Doktorand revolutioniert Kunststoffherstellung mit Holzabfällen statt Erdöl
Elias LehmannDoktorand revolutioniert Kunststoffherstellung mit Holzabfällen statt Erdöl
Ein Doktorand der Biochemie hat einen bedeutenden Preis für seine Arbeit zur nachhaltigen Kunststoffherstellung erhalten. Daniel Eggerichs, der an der Ruhr-Universität Bochum forscht, wurde von der Gesellschaft Deutscher Chemiker mit dem Preis für die biotechnologische Umwandlung nachwachsender Rohstoffe ausgezeichnet. Seine Forschung bietet einen neuen Weg, Kunststoffe ohne den Einsatz von Erdöl herzustellen.
Im Mittelpunkt von Eggerichs' Dissertation steht die Umwandlung von Holzabfällen in einen wichtigen Grundstoff für Kunststoffe. Statt auf Erdöl zurückzugreifen, entwickelte er ein Verfahren, um aus Zellulose einen Vorläuferstoff für Kunststoffe zu gewinnen – ein Material, das in der Papierindustrie oft als Abfallprodukt anfällt.
Die Gesellschaft Deutscher Chemiker würdigte seine Arbeit mit ihrem jährlichen Preis für die Umwandlung nachwachsender Rohstoffe. Die Auszeichnung hebt Innovationen hervor, die die Abhängigkeit von fossilen Brennstoffen verringern.

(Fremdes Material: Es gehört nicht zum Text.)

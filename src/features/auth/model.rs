use serde::{Deserialize, Serialize};
use utoipa::ToSchema;

use crate::shared::constants::{ROLE_ADMIN, ROLE_EDITOR};

#[derive(Debug, Clone, Serialize, Deserialize, ToSchema)]
#[serde(rename_all = "camelCase")]
pub struct AuthenticatedUser {
    pub sub: String,
    #[serde(skip_serializing_if = "Option::is_none")]
    pub email: Option<String>,
    pub roles: Vec<String>,
}

impl AuthenticatedUser {
    /// Check if user has a specific role
    pub fn has_role(&self, role: &str) -> bool {
        self.roles.iter().any(|r| r == role)
    }

    pub fn is_admin(&self) -> bool {
        self.has_role(ROLE_ADMIN)
    }

    /// Admins and editors may create and update content
    pub fn can_edit(&self) -> bool {
        self.is_admin() || self.has_role(ROLE_EDITOR)
    }
}

/// Claims carried by the bearer token
#[derive(Debug, Clone, Serialize, Deserialize)]
pub struct Claims {
    pub sub: String,
    pub exp: u64,
    #[serde(default, skip_serializing_if = "Option::is_none")]
    pub iss: Option<String>,
    #[serde(default, skip_serializing_if = "Option::is_none")]
    pub email: Option<String>,
    #[serde(default)]
    pub roles: Vec<String>,
}

impl From<Claims> for AuthenticatedUser {
    fn from(claims: Claims) -> Self {
        Self {
            sub: claims.sub,
            email: claims.email,
            roles: claims.roles,
        }
    }
}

Eggerichs' Ansatz könnte nicht nur die Herstellungskosten von Kunststoffen senken, sondern auch die Umweltbelastung reduzieren.
Seine Erkenntnisse zeigen, dass Zellulose – ein günstiges und in großen Mengen verfügbares Abfallprodukt – Erdöl in Teilen der Kunststoffproduktion ersetzen kann. Wird das Verfahren in der Industrie breit eingesetzt, könnte es zu einer nachhaltigeren Produktion beitragen.

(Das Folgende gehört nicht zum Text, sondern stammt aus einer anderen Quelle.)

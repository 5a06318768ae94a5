use std::sync::Arc;

use axum::{
    extract::State,
    http::header,
    response::IntoResponse,
};

use super::service::SitemapService;
use crate::core::error::Result;

/// XML sitemap of every public URL
#[utoipa::path(
    get,
    path = "/sitemap.xml",
    responses(
        (status = 200, description = "Sitemap document", content_type = "application/xml", body = String)
    ),
    tag = "sitemap"
)]
pub async fn get_sitemap(State(service): State<Arc<SitemapService>>) -> Result<impl IntoResponse> {
    let xml = service.render().await?;
    Ok(([(header::CONTENT_TYPE, "application/xml; charset=utf-8")], xml))
}
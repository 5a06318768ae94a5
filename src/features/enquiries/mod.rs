//! Contact-form enquiries: public submission and an editor-facing
//! pipeline (`new` → `contacted` → `qualified` → `closed`).

pub mod dtos;
pub mod handlers;
pub mod models;
pub mod routes;
pub mod services;

pub use services::EnquiryService;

Der Preis unterstreicht das Potenzial von Eggerichs' Forschung im Bereich der grünen Chemie. Seine zellulosebasierte Methode bietet eine praktikable Alternative zu erdölbasierten Kunststoffen. Die Auszeichnung der Gesellschaft Deutscher Chemiker markiert einen Schritt hin zu umweltfreundlicheren Herstellungsverfahren.